Carole Hooven was bullied out of Harvard for stating that in biology there are only two sexes. Jerry Coyne quotes from an article she's written in today's Boston Globe – Don't let anyone confuse you: There really are only two sexes. Yes Trump is right about sex, she says, however much you may dislike his politics.

Ideally, political beliefs would not bias views of scientific reality. But take a look at how the media covered the Trump administration’s new executive order. The Globe: “Trump executive order misstates facts about sex and gender, scientists say.” Time: “Trump’s ‘Biological Truth’ Executive Order Is Not Based in Biology or Truth.” The Guardian: “Most scientists now reject the idea that sex is strictly binary” and “sex is a hell of a lot more complicated than Trump’s executive order would have you believe.” NBC: “The executive order questions [transgender people’s] existence by saying the government would recognize only two unchangeable sexes: female and male.”

As for Fox News: “Trump is returning sanity to the gender conversation.”

Many journalists — and the experts they consult — seem unable to disentangle their politics from analysis of the relevant science. I’m a Democrat, and I have never voted for a Republican. Yet while I might have worded things in Trump’s executive order a little differently, I agree with the way this administration has defined sex.
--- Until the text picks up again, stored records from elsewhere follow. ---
//! Minimart - a minimal session-cart e-commerce demo.
//!
//! This binary serves the catalog, cart, and admin pages on one port
//! (default 3000).
//!
//! # Startup
//!
//! Startup is an explicit bootstrap sequence: load configuration, init
//! tracing, connect the pool, apply embedded migrations, then bind and
//! serve. Nothing database-shaped happens lazily on first request.

#![cfg_attr(not(test), forbid(unsafe_code))]

use minimart_server::config::ServerConfig;
use minimart_server::state::AppState;
use minimart_server::{app, db};
use tracing_subscriber::{layer::SubscriberExt, util::SubscriberInitExt};

#[tokio::main]
async fn main() {
    // Load configuration from environment
    let config = ServerConfig::from_env().expect("Failed to load configuration");

    // Initialize tracing with EnvFilter
    // Defaults to info level for our crate if RUST_LOG is not set
    let env_filter = tracing_subscriber::EnvFilter::try_from_default_env()
        .unwrap_or_else(|_| "minimart_server=info,tower_http=info".into());

    tracing_subscriber::registry()
        .with(env_filter)
        .with(tracing_subscriber::fmt::layer())
        .init();

    if config.session_secret_is_default {
        tracing::warn!(
            "MINIMART_SESSION_SECRET is not set; session cookies are signed with the \
             built-in dev secret and can be forged. Set a real secret before deploying."
        );
    }
    if config.admin_password.is_none() {
        tracing::warn!(
            "MINIMART_ADMIN_PASSWORD is not set; /admin is open to anyone who can reach \
             this server."
        );
    }

    // Initialize database connection pool
    let pool = db::create_pool(&config.database_url)
        .await
        .expect("Failed to create database pool");
    tracing::info!("Database pool created");

    // Apply embedded migrations before accepting traffic
    db::bootstrap(&pool)
        .await
        .expect("Failed to apply database migrations");
    tracing::info!("Database migrations applied");

    // Build application state and router
    let state = AppState::new(config.clone(), pool);
    let app = app(state);

    // Start server
    let addr = config.socket_addr();
    tracing::info!("minimart listening on http://{}", addr);

    let listener = tokio::net::TcpListener::bind(addr)
        .await
        .expect("Failed to bind to address");

    axum::serve(listener, app)
        .with_graceful_shutdown(shutdown_signal())
        .await
        .expect("Server error");
}

/// Wait for shutdown signal (Ctrl+C or SIGTERM).
async fn shutdown_signal() {
    let ctrl_c = async {
        tokio::signal::ctrl_c()
            .await
            .expect("Failed to install Ctrl+C handler");
    };

    #[cfg(unix)]
    let terminate = async {
        tokio::signal::unix::signal(tokio::signal::unix::SignalKind::terminate())
            .expect("Failed to install signal handler")
            .recv()
            .await;
    };

    #[cfg(not(unix))]
    let terminate = std::future::pending::<()>();

    tokio::select! {
        () = ctrl_c => {},
        () = terminate => {},
    }

    tracing::info!("Shutdown signal received, starting graceful shutdown");
}
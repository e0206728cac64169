//! Session middleware configuration.
//!
//! Sets up in-memory sessions with a signed cookie using tower-sessions.
//! The signed cookie is the "session token" a visitor holds; all cart data
//! stays server-side in the store.

use secrecy::ExposeSecret;
use tower_sessions::cookie::Key;
use tower_sessions::service::SignedCookie;
use tower_sessions::{Expiry, MemoryStore, SessionManagerLayer};

use crate::config::ServerConfig;

/// Session cookie name.
pub const SESSION_COOKIE_NAME: &str = "minimart_session";

/// Session expiry time in seconds (7 days of inactivity).
const SESSION_EXPIRY_SECONDS: i64 = 7 * 24 * 60 * 60;

/// Create the session layer with an in-memory store.
///
/// Sessions (and the carts inside them) do not survive a server restart;
/// that is the intended scope of this demo.
#[must_use]
pub fn create_session_layer(
    config: &ServerConfig,
) -> SessionManagerLayer<MemoryStore, SignedCookie> {
    let store = MemoryStore::default();

    // Config guarantees the secret is at least 32 bytes, the minimum the
    // key derivation accepts.
    let key = Key::derive_from(config.session_secret.expose_secret().as_bytes());

    SessionManagerLayer::new(store)
        .with_name(SESSION_COOKIE_NAME)
        .with_expiry(Expiry::OnInactivity(
            tower_sessions::cookie::time::Duration::seconds(SESSION_EXPIRY_SECONDS),
        ))
        // The demo serves plain HTTP; a Secure cookie would never be sent back
        .with_secure(false)
        .with_same_site(tower_sessions::cookie::SameSite::Lax)
        .with_http_only(true)
        .with_path("/")
        .with_signed(key)
}
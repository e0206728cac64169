//! Unified error handling for route handlers.
//!
//! Provides a unified `AppError` type that logs server-side failures before
//! responding to the client. All route handlers should return
//! `Result<T, AppError>`.

use axum::{
    http::StatusCode,
    response::{IntoResponse, Response},
};
use thiserror::Error;

use crate::db::RepositoryError;

/// Application-level error type for the server.
#[derive(Debug, Error)]
pub enum AppError {
    /// Database operation failed.
    #[error("Database error: {0}")]
    Database(#[from] RepositoryError),

    /// Session store operation failed.
    #[error("Session error: {0}")]
    Session(#[from] tower_sessions::session::Error),

    /// Resource not found.
    #[error("Not found: {0}")]
    NotFound(String),
}

impl IntoResponse for AppError {
    fn into_response(self) -> Response {
        if matches!(self, Self::Database(_) | Self::Session(_)) {
            tracing::error!(error = %self, "Request error");
        }

        let status = match &self {
            Self::Database(_) | Self::Session(_) => StatusCode::INTERNAL_SERVER_ERROR,
            Self::NotFound(_) => StatusCode::NOT_FOUND,
        };

        // Don't expose internal error details to clients
        let message = match &self {
            Self::Database(_) | Self::Session(_) => "Internal server error".to_string(),
            Self::NotFound(_) => self.to_string(),
        };

        (status, message).into_response()
    }
}

/// Result type alias for `AppError`.
pub type Result<T> = std::result::Result<T, AppError>;

#[cfg(test)]
mod tests {
    use super::*;

    #[test]
    fn test_app_error_display() {
        let err = AppError::NotFound("product 123".to_string());
        assert_eq!(err.to_string(), "Not found: product 123");
    }

    #[test]
    fn test_app_error_status_codes() {
        fn get_status(err: AppError) -> StatusCode {
            let response = err.into_response();
            response.status()
        }

        assert_eq!(
            get_status(AppError::NotFound("test".to_string())),
            StatusCode::NOT_FOUND
        );
        assert_eq!(
            get_status(AppError::Database(RepositoryError::DataCorruption(
                "test".to_string()
            ))),
            StatusCode::INTERNAL_SERVER_ERROR
        );
    }

    #[test]
    fn test_server_errors_do_not_leak_details() {
        let response = AppError::Database(RepositoryError::DataCorruption(
            "negative price_cents for product 7".to_string(),
        ))
        .into_response();

        assert_eq!(response.status(), StatusCode::INTERNAL_SERVER_ERROR);
    }
}
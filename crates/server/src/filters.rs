//! Custom Askama template filters.

#![allow(clippy::unnecessary_wraps)]

use std::fmt::Display;

/// Formats an amount as a dollar price.
///
/// Usage in templates: `{{ product.price|usd }}`
#[allow(clippy::unnecessary_wraps)]
#[askama::filter_fn]
pub fn usd(amount: impl Display, _env: &dyn askama::Values) -> askama::Result<String> {
    Ok(format!("${amount}"))
}

/// Returns the current year.
///
/// Usage in templates: `{{ ""|current_year }}`
#[allow(clippy::unnecessary_wraps)]
#[askama::filter_fn]
pub fn current_year(_value: impl Display, _env: &dyn askama::Values) -> askama::Result<i32> {
    use chrono::Datelike;
    Ok(chrono::Utc::now().year())
}
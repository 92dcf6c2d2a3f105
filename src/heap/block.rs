//! Block layout primitives.
//!
//! A block is addressed by its *payload* pointer. The 4-byte header sits
//! immediately below it, the footer in the last 4 bytes of the block:
//!
//! ```text
//!       header   payload ...                                   footer
//!      ┌────────┬──────────────────────────────────────────┬────────┐
//!      │ size|a │ caller bytes (or free-list links)        │ size|a │
//!      └────────┴──────────────────────────────────────────┴────────┘
//!               ^ payload pointer, 8-aligned
//! ```
//!
//! While a block is free, its first eight payload bytes are reused as two
//! signed 4-byte offsets to the predecessor and successor *payloads* in the
//! block's free list. An offset of 0 terminates the list in that direction;
//! that encoding is unambiguous because a block is never its own neighbor.

use super::tag::Tag;

use core::ptr::NonNull;

/// Word size of a boundary tag in bytes.
pub const WORD: usize = 4;
/// Double word: payload alignment and size granularity.
pub const DWORD: usize = 8;
/// Combined header and footer overhead per block.
pub const OVERHEAD: usize = 2 * WORD;
/// Smallest representable block: header, 8-byte payload, footer.
pub const MIN_BLOCK: usize = 16;

/// A block of the managed region, identified by its payload address.
///
/// `Block` is a plain address wrapper; copying it copies the address. All
/// methods that touch region memory are `unsafe` and share one contract:
/// the block must lie inside a live region and carry a valid header (and,
/// where the method reads them, a valid footer or link words). The heap
/// upholds this between public calls via its structural invariants.
#[derive(Debug, Clone, Copy, PartialEq, Eq)]
pub struct Block(NonNull<u8>);

impl Block {
    pub fn from_payload(payload: NonNull<u8>) -> Self {
        debug_assert!(payload.as_ptr() as usize % DWORD == 0);
        Self(payload)
    }

    pub fn payload(self) -> NonNull<u8> {
        self.0
    }

    pub fn addr(self) -> usize {
        self.0.as_ptr() as usize
    }

    /// Read the header tag.
    ///
    /// # Safety
    /// See the type-level contract.
    pub unsafe fn tag(self) -> Tag {
        // SAFETY: the header word lives at payload - 4 and is 4-aligned
        // because payloads are 8-aligned; validity is the caller's contract.
        Tag::from_raw(unsafe { self.0.as_ptr().sub(WORD).cast::<u32>().read() })
    }

    /// Total block size in bytes (header + payload + footer).
    ///
    /// # Safety
    /// See the type-level contract.
    pub unsafe fn size(self) -> usize {
        // SAFETY: forwarded contract.
        unsafe { self.tag() }.size()
    }

    /// # Safety
    /// See the type-level contract.
    pub unsafe fn is_allocated(self) -> bool {
        // SAFETY: forwarded contract.
        unsafe { self.tag() }.is_allocated()
    }

    /// Read the footer tag, located via the header's size.
    ///
    /// # Safety
    /// See the type-level contract; additionally the footer word derived
    /// from the header must lie inside the live region.
    pub unsafe fn footer_tag(self) -> Tag {
        // SAFETY: forwarded contract.
        let size = unsafe { self.size() };
        // SAFETY: forwarded contract.
        Tag::from_raw(unsafe { self.footer_ptr(size).read() })
    }

    /// Write `tag` as header only.
    ///
    /// The epilogue is the one block that is all header, so it is stamped
    /// with this instead of [`write_tags()`](Self::write_tags).
    ///
    /// # Safety
    /// The header word must lie inside the live region.
    pub unsafe fn write_header(self, tag: Tag) {
        // SAFETY: forwarded contract; alignment as in `tag()`.
        unsafe { self.0.as_ptr().sub(WORD).cast::<u32>().write(tag.as_raw()) };
    }

    /// Write `tag` as both header and footer.
    ///
    /// The footer position is derived from `tag.size()`, not from the old
    /// header, so this both re-tags a block and carves a new one out of raw
    /// region bytes.
    ///
    /// # Safety
    /// The whole span `payload - 4 .. payload + tag.size() - 4` must lie
    /// inside the live region, and `tag.size()` must be at least 8.
    pub unsafe fn write_tags(self, tag: Tag) {
        debug_assert!(tag.size() >= DWORD);
        // SAFETY: forwarded contract.
        unsafe {
            self.write_header(tag);
            self.footer_ptr(tag.size()).write(tag.as_raw());
        }
    }

    /// The block starting where this one ends.
    ///
    /// # Safety
    /// See the type-level contract. The result is only a valid block if this
    /// block is not the epilogue.
    pub unsafe fn next(self) -> Self {
        // SAFETY: forwarded contract.
        let size = unsafe { self.size() };
        // SAFETY: the block span plus the following header are in the region
        // (the epilogue terminates every walk before this can leave it).
        Self(unsafe { NonNull::new_unchecked(self.0.as_ptr().add(size)) })
    }

    /// The block ending where this one starts.
    ///
    /// Requires the preceding footer to be intact; the prologue guarantees
    /// that for the first real block.
    ///
    /// # Safety
    /// See the type-level contract. Must not be called on the prologue.
    pub unsafe fn prev(self) -> Self {
        // SAFETY: the word below the header is the previous block's footer,
        // valid per the caller's contract.
        let prev_size =
            Tag::from_raw(unsafe { self.0.as_ptr().sub(DWORD).cast::<u32>().read() }).size();
        // SAFETY: `prev_size` spans exactly the previous block.
        Self(unsafe { NonNull::new_unchecked(self.0.as_ptr().sub(prev_size)) })
    }

    /// Predecessor in this block's free list, `None` when the block is the
    /// list head.
    ///
    /// # Safety
    /// The block must be free and its link words initialized.
    pub unsafe fn pred(self) -> Option<Self> {
        // SAFETY: forwarded contract.
        unsafe { self.follow_link(0) }
    }

    /// Successor in this block's free list, `None` when the block is the
    /// list tail.
    ///
    /// # Safety
    /// The block must be free and its link words initialized.
    pub unsafe fn succ(self) -> Option<Self> {
        // SAFETY: forwarded contract.
        unsafe { self.follow_link(WORD) }
    }

    /// Point this block's predecessor link at `pred` (`None` marks it the
    /// list head).
    ///
    /// # Safety
    /// The block must be free; `pred`, if given, must be a payload inside
    /// the same region.
    pub unsafe fn link_to_pred(self, pred: Option<Self>) {
        // SAFETY: forwarded contract.
        unsafe { self.write_link(0, pred) };
    }

    /// Point this block's successor link at `succ` (`None` marks it the
    /// list tail).
    ///
    /// # Safety
    /// The block must be free; `succ`, if given, must be a payload inside
    /// the same region.
    pub unsafe fn link_to_succ(self, succ: Option<Self>) {
        // SAFETY: forwarded contract.
        unsafe { self.write_link(WORD, succ) };
    }

    unsafe fn follow_link(self, at: usize) -> Option<Self> {
        // SAFETY: the two link words are the first payload bytes of a free
        // block (at least 8 by the minimum block size), 4-aligned.
        let offset = unsafe { self.0.as_ptr().add(at).cast::<i32>().read() };
        if offset == 0 {
            return None;
        }
        // SAFETY: a non-zero link offset points at a free block's payload
        // within the region (heap invariant).
        Some(Self(unsafe {
            NonNull::new_unchecked(self.0.as_ptr().offset(offset as isize))
        }))
    }

    unsafe fn write_link(self, at: usize, target: Option<Self>) {
        let offset = target.map_or(0, |block| self.offset_to(block));
        // SAFETY: alignment and validity as in `follow_link`.
        unsafe { self.0.as_ptr().add(at).cast::<i32>().write(offset) };
    }

    /// Signed byte displacement from this payload to `other`'s payload.
    fn offset_to(self, other: Self) -> i32 {
        let offset = other.addr() as isize - self.addr() as isize;
        debug_assert!(
            i32::try_from(offset).is_ok(),
            "free-list members more than 2 GiB apart"
        );
        offset as i32
    }

    unsafe fn footer_ptr(self, size: usize) -> *mut u32 {
        // SAFETY: the footer is the last word of the block span, which the
        // caller asserts to be in the region.
        unsafe { self.0.as_ptr().add(size - DWORD).cast::<u32>() }
    }
}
There are two and only two sexes. Sex is immutable in humans and other mammals, and it is defined by gamete size.

When you see it laid out like this, with all the resources of the liberal US media, plus all the scientific institutions that've bowed their heads to the gender gods and gone with the ideology rather than the science, the comparison with Lysenko is clear. 

[If you don't know about Lysenko, here's Wiki. Basically he rejected genetics in favour of a Marxist-friendly kind of Lamarckism – the belief that acquired characteristics can be inherited by offspring, in opposition to Darwin's proven theories:

For starters, he believed that plants and seeds could be trained to follow socialist organizational principles. His theory, which would eventually be dubbed Lysenkoism, stated that crops could be trained to conform and produce vast yields almost from out of thin air. According to what he called “the law of the life of species,” seeds wouldn’t compete with one another, but rather they would cooperate with each other in a near-sentient fashion — like humans.

Applying the Marxist principle of materialism, in which the conditions surrounding an individual dictate its behaviors and responses, Lysenko believed that plants and animals, too, could be reshaped as needed.

In 1927, Lysenko’s theories appeared to be proven when a crop of peas he’d planted in the winter before burst forth into green life. He thought this proved that he had taught the peas to grow even in their off-season simply by exposing them to the cold.

Stalin backed him, Lysenkoism became officially approved Marxist-Leninist biology, opponents were jailed or sent to the gulags – and millions starved to death.

It's the classic case of ideology trumping science – cited, often enough, as proof of the idiocy of Soviet Communism under Stalin, and the willingness of regime apparatchiks to go along with the latest approved fad for the sake of their careers.